_TASK INSTRUCTIONS_
Pick every line with "present" from the material below.

==== DATA SECTION

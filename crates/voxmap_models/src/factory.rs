//! # Model Factory
//!
//! Turns an untyped descriptor into a typed [`GridModel`].
//!
//! ## Contract
//!
//! Checked in order, first failure wins:
//! 1. descriptor missing, not an object, or without a present `type` or
//!    `position` → no model
//! 2. dispatch on `type`:
//!    - `"voxel"` with a present `color` → [`VoxelGridModel`]
//!    - anything else → no model
//!
//! `position` and `color` are opaque: any present value is accepted and
//! stored untouched. "No model" is `None`. There is no error channel and
//! no reason is reported. The factory holds no state, does not log and
//! does not keep references to its input, so it is safe to call from any
//! thread.

use serde_json::Value;
use voxmap_shared::{ModelColor, Position};

use crate::descriptor::{ModelDescriptor, COLOR_FIELD, POSITION_FIELD, TYPE_FIELD};
use crate::model::{GridModel, GridModelType, VoxelGridModel};

/// Factory for grid models.
#[derive(Clone, Copy, Debug, Default)]
pub struct ModelFactory;

impl ModelFactory {
    /// Returns the model described by `descriptor`, or `None`.
    #[must_use]
    pub fn create_model(descriptor: Option<&Value>) -> Option<GridModel> {
        let descriptor = ModelDescriptor::from_value(descriptor?)?;

        // Common to every variant
        let (Some(tag), Some(position)) =
            (descriptor.field(TYPE_FIELD), descriptor.field(POSITION_FIELD))
        else {
            return None;
        };

        match GridModelType::from_tag(tag)? {
            GridModelType::Voxel => voxel(&descriptor, position).map(GridModel::Voxel),
        }
    }
}

/// Shorthand for [`ModelFactory::create_model`].
#[inline]
#[must_use]
pub fn create_model(descriptor: Option<&Value>) -> Option<GridModel> {
    ModelFactory::create_model(descriptor)
}

fn voxel(descriptor: &ModelDescriptor<'_>, position: &Value) -> Option<VoxelGridModel> {
    let color = descriptor.field(COLOR_FIELD)?;
    Some(VoxelGridModel::new(
        Position::new(position.clone()),
        ModelColor::new(color.clone()),
    ))
}
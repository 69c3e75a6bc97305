//! # VOXMAP Shared
//!
//! Value types used by every consumer of grid model data.
//!
//! ## CRITICAL RULE
//!
//! This crate must NEVER depend on:
//! - Anything editor- or map-specific
//! - Anything that rewrites a value it was handed
//!
//! If you need descriptor handling, put it in `voxmap_models`.

#![deny(missing_docs)]
#![deny(unsafe_code)]

pub mod color;
pub mod math;

pub use color::{ModelColor, Rgb};
pub use math::{Position, Vec3};
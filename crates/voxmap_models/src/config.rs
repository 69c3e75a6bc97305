//! Editor configuration.
//!
//! Loaded once at startup from TOML. Every key has a default, so an empty
//! file (or no file at all) gives [`EditorConfig::default`].
//!
//! ```toml
//! [map]
//! width = 32
//! height = 16
//! depth = 32
//! color = "#202020"
//! private = true
//!
//! [limits]
//! max_dimension = 1024
//! max_models = 100000
//! ```

use std::path::Path;

use serde::{Deserialize, Serialize};
use voxmap_shared::ModelColor;

use crate::error::ConfigError;

/// Top-level editor configuration.
#[derive(Debug, Clone, Default, PartialEq, Serialize, Deserialize)]
pub struct EditorConfig {
    /// Defaults for newly created maps.
    #[serde(default)]
    pub map: MapDefaults,

    /// Size limits enforced on map documents.
    #[serde(default)]
    pub limits: Limits,
}

/// Defaults applied to a blank map.
#[derive(Debug, Clone, PartialEq, Serialize, Deserialize)]
pub struct MapDefaults {
    /// Width in grid cells.
    #[serde(default = "default_extent")]
    pub width: u32,

    /// Height in grid cells.
    #[serde(default = "default_extent")]
    pub height: u32,

    /// Depth in grid cells.
    #[serde(default = "default_extent")]
    pub depth: u32,

    /// Base color of the map.
    #[serde(default = "default_color")]
    pub color: ModelColor,

    /// Whether new maps are private.
    #[serde(default)]
    pub private: bool,
}

fn default_extent() -> u32 {
    16
}

fn default_color() -> ModelColor {
    ModelColor::from("#ffffff")
}

impl Default for MapDefaults {
    fn default() -> Self {
        Self {
            width: default_extent(),
            height: default_extent(),
            depth: default_extent(),
            color: default_color(),
            private: false,
        }
    }
}

/// Limits enforced by map validation.
#[derive(Debug, Clone, PartialEq, Eq, Serialize, Deserialize)]
pub struct Limits {
    /// Largest allowed width, height or depth.
    #[serde(default = "default_max_dimension")]
    pub max_dimension: u32,

    /// Largest allowed number of model descriptors per map.
    #[serde(default = "default_max_models")]
    pub max_models: usize,
}

fn default_max_dimension() -> u32 {
    512
}

fn default_max_models() -> usize {
    65_536
}

impl Default for Limits {
    fn default() -> Self {
        Self {
            max_dimension: default_max_dimension(),
            max_models: default_max_models(),
        }
    }
}

impl EditorConfig {
    /// Parses and validates a TOML document.
    ///
    /// # Errors
    ///
    /// Returns error if the TOML is invalid or the values are inconsistent.
    pub fn from_toml_str(content: &str) -> Result<Self, ConfigError> {
        let config: Self = toml::from_str(content)?;
        config.validate()?;
        Ok(config)
    }

    /// Loads configuration from a TOML file.
    ///
    /// # Errors
    ///
    /// Returns error if the file cannot be read, parsed or validated.
    pub fn from_file(path: &Path) -> Result<Self, ConfigError> {
        let content = std::fs::read_to_string(path).map_err(|source| ConfigError::FileRead {
            path: path.to_owned(),
            source,
        })?;

        let config = Self::from_toml_str(&content)?;
        tracing::info!(
            "Loaded editor config from {} (max dimension {}, max models {})",
            path.display(),
            config.limits.max_dimension,
            config.limits.max_models
        );
        Ok(config)
    }

    /// Checks that the values are usable together.
    ///
    /// # Errors
    ///
    /// Returns [`ConfigError::Invalid`] if `max_dimension` is zero or a
    /// default dimension lies outside `1..=max_dimension`.
    pub fn validate(&self) -> Result<(), ConfigError> {
        let max = self.limits.max_dimension;
        if max == 0 {
            return Err(ConfigError::Invalid("limits.max_dimension must be at least 1".into()));
        }

        for (axis, value) in [
            ("width", self.map.width),
            ("height", self.map.height),
            ("depth", self.map.depth),
        ] {
            if value == 0 || value > max {
                return Err(ConfigError::Invalid(format!(
                    "map.{axis} = {value} is outside 1..={max}"
                )));
            }
        }

        Ok(())
    }
}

========

_ANSWER BOX_
//! 1. descriptor missing, not an object, or without a present `type` or
//!    - `"voxel"` with a present `color` → [`VoxelGridModel`]
//! `position` and `color` are opaque: any present value is accepted and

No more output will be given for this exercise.